## WORK TASK
Could you filter the records below and keep only the lines with the word "until"?

..............................

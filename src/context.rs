//! A shared connection to a single token.

use std::{
    fmt,
    path::Path,
    sync::{
        Arc, Mutex,
        atomic::{AtomicBool, Ordering},
    },
};

use crate::{
    config::{Config, TokenSelector},
    error::{Error, TokenErrorKind},
    pool::{PoolState, SessionFactory, SessionPool},
    provider::{Provider, TokenInfo, TokenSession},
    registry::LibraryRegistry,
};

#[cfg(feature = "pkcs11")]
use crate::provider::pkcs11::Pkcs11Provider;

/// A context talking to a native PKCS#11 library.
#[cfg(feature = "pkcs11")]
pub type Pkcs11Context = Context<Pkcs11Provider>;

//------------ Context -------------------------------------------------------

/// One logical connection to one token.
///
/// A context keeps a single session open and logged in for as long as it
/// lives. The token remembers the login for all other sessions of the
/// process, which are leased from a pool for the duration of one operation
/// each through [`Context::with_session`].
///
/// A context can be shared by any number of threads. It is closed by
/// [`Context::close`], or when dropped.
pub struct Context<P: Provider> {
    config: Config,
    registry: Arc<LibraryRegistry>,
    library: String,

    // Taken, and released, when the context is closed.
    provider: Mutex<Option<Arc<P>>>,

    token: TokenInfo,
    pool: SessionPool<SessionFactory<P>>,

    // Keeps the login state of the token alive.
    anchor: Mutex<Option<P::Session>>,

    closed: AtomicBool,
}

impl<P: Provider> fmt::Debug for Context<P> {
    fn fmt(&self, f: &mut fmt::Formatter) -> fmt::Result {
        f.debug_struct("Context")
            .field("library", &self.library)
            .field("token", &self.token)
            .field("closed", &self.closed)
            .finish()
    }
}

impl<P: Provider> Context<P> {
    /// Opens a context using the process wide library registry.
    pub fn open(config: Config) -> Result<Self, Error> {
        Self::open_with_registry(config, LibraryRegistry::global())
    }

    /// Opens a context with the configuration read from a JSON or TOML file.
    pub fn open_from_file(path: &Path) -> Result<Self, Error> {
        Self::open(Config::from_file(path)?)
    }

    /// Opens a context that keeps track of its library in the given registry.
    pub fn open_with_registry(config: Config, registry: Arc<LibraryRegistry>) -> Result<Self, Error> {
        config.validate()?;
        let library = config.library_id();

        // No other context may initialize or finalize the library until this one is done opening.
        let mut usage = registry.lock();

        let provider = Arc::new(P::load(config.path())?);

        let initialized_here = if usage.is_in_use(&library) {
            debug!("PKCS#11: Library '{}' is already initialized", library);
            false
        } else {
            info!("PKCS#11: Initializing library '{}'", library);
            provider.initialize().map_err(Error::InitializeFailed)?;
            true
        };

        let (token, pool, anchor) = match Self::connect(&config, &provider) {
            Ok(connected) => connected,
            Err(err) => {
                if initialized_here {
                    info!("PKCS#11: Finalizing library '{}' after failing to open a context", library);
                    if let Err(finalize_err) = provider.finalize() {
                        warn!("PKCS#11: Failed to finalize library '{}': {}", library, finalize_err);
                    }
                }
                return Err(err);
            }
        };

        usage.acquire(&library);
        drop(usage);

        info!(
            "PKCS#11: Using token {} with up to {} pooled session(s)",
            token,
            pool.max_size()
        );

        Ok(Context {
            config,
            registry,
            library,
            provider: Mutex::new(Some(provider)),
            token,
            pool,
            anchor: Mutex::new(Some(anchor)),
            closed: AtomicBool::new(false),
        })
    }

    /// Selects the token, opens and logs in the anchor session and sets up the pool.
    ///
    /// Anything opened here is closed again when this fails.
    #[allow(clippy::type_complexity)]
    fn connect(
        config: &Config,
        provider: &Arc<P>,
    ) -> Result<(TokenInfo, SessionPool<SessionFactory<P>>, P::Session), Error> {
        let (slot, token) = Self::find_token(provider, config.selector())?;

        let ceiling = token.max_rw_sessions.ceiling(config.max_sessions());
        if ceiling < 2 {
            return Err(Error::SessionOpenFailed(format!(
                "token {} allows {} read/write session(s) but at least 2 are needed",
                token, ceiling
            )));
        }

        let anchor = provider
            .open_session(slot)
            .map_err(|err| Error::SessionOpenFailed(err.to_string()))?;
        debug!("PKCS#11: Opened anchor session on slot {}", token.slot_id);

        if config.login_not_supported() {
            debug!("PKCS#11: Not logging in, the token does not support it");
        } else {
            match anchor.login(config.pin()) {
                Ok(()) => info!("PKCS#11: Logged in to token '{}'", token.label),
                Err(err) if err.kind() == TokenErrorKind::UserAlreadyLoggedIn => {
                    warn!(
                        "PKCS#11: Ignoring error {} because another context is logged in to the same token",
                        err
                    );
                }
                Err(err) => return Err(Error::LoginFailed(err)),
            }
        }

        let factory = SessionFactory::new(provider.clone(), slot);
        let pool = SessionPool::new(factory, ceiling - 1, config.pool_wait_timeout())?;

        Ok((token, pool, anchor))
    }

    /// Returns the first slot, in the order the library reports them, with a matching token.
    fn find_token(provider: &P, selector: &TokenSelector) -> Result<(P::Slot, TokenInfo), Error> {
        let slots = provider
            .slots_with_token()
            .map_err(|err| Error::token("Listing slots with a token", err))?;

        for slot in slots {
            let info = provider
                .token_info(slot)
                .map_err(|err| Error::token("Getting token info", err))?;

            let matches = match selector {
                TokenSelector::Slot(slot_id) => info.slot_id == *slot_id,
                TokenSelector::Label(label) => !info.label.is_empty() && &info.label == label,
                TokenSelector::Serial(serial) => !info.serial_number.is_empty() && &info.serial_number == serial,
            };

            if matches {
                return Ok((slot, info));
            }
        }

        Err(Error::TokenNotFound(selector.to_string()))
    }

    /// Runs `op` with a session leased from the pool.
    ///
    /// Blocks until a session is available, or until the configured pool wait
    /// timeout passes. The session is returned to the pool however `op` ends
    /// and the outcome of `op` is returned as is.
    pub fn with_session<T, F>(&self, desc: &str, op: F) -> Result<T, Error>
    where
        F: FnOnce(&P::Session) -> Result<T, Error>,
    {
        if self.is_closed() {
            return Err(Error::Closed);
        }

        let session = self.pool.acquire()?;
        trace!("PKCS#11: {}", desc);
        op(&session)
    }

    /// Closes the context.
    ///
    /// Waits for all leased sessions to be returned, closes all sessions and
    /// finalizes the library if this was its last user. Fails with
    /// [`Error::Closed`] if the context was closed before.
    pub fn close(&self) -> Result<(), Error> {
        if self.closed.swap(true, Ordering::SeqCst) {
            return Err(Error::Closed);
        }
        debug!("PKCS#11: Closing context for token '{}'", self.token.label);

        if let Err(err) = self.pool.close() {
            warn!("PKCS#11: Failed to close session pool: {}", err);
        }

        // Closing a session cannot be reported back, the binding logs any failure to do so.
        drop(self.anchor.lock().unwrap().take());

        let provider = self.provider.lock().unwrap().take();

        let mut usage = self.registry.lock();
        let res = if usage.release(&self.library) {
            info!("PKCS#11: Finalizing library '{}'", self.library);
            match provider.as_ref().map(|provider| provider.finalize()) {
                Some(Err(err)) => {
                    error!("PKCS#11: Failed to finalize library '{}': {}", self.library, err);
                    Err(Error::token("Finalizing library", err))
                }
                _ => Ok(()),
            }
        } else {
            Ok(())
        };

        // Released while other contexts are still kept from initializing the library again.
        drop(provider);
        drop(usage);

        res
    }

    pub fn is_closed(&self) -> bool {
        self.closed.load(Ordering::SeqCst)
    }

    /// The selected token and the slot it is in.
    pub fn token(&self) -> &TokenInfo {
        &self.token
    }

    pub fn config(&self) -> &Config {
        &self.config
    }

    pub fn pool_state(&self) -> PoolState {
        self.pool.state()
    }

    /// Returns `len` random bytes generated by the token.
    pub fn generate_random(&self, len: usize) -> Result<Vec<u8>, Error> {
        let desc = "Generating random bytes";
        self.with_session(desc, |session| {
            session.generate_random(len).map_err(|err| Error::token(desc, err))
        })
    }
}

impl<P: Provider> Drop for Context<P> {
    fn drop(&mut self) {
        if !self.is_closed() {
            if let Err(err) = self.close() {
                warn!("PKCS#11: Failed to close context on drop: {}", err);
            }
        }
    }
}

..............................

## WRITTEN RESPONSE
        // No other context may initialize or finalize the library until this one is done opening.
    /// Blocks until a session is available, or until the configured pool wait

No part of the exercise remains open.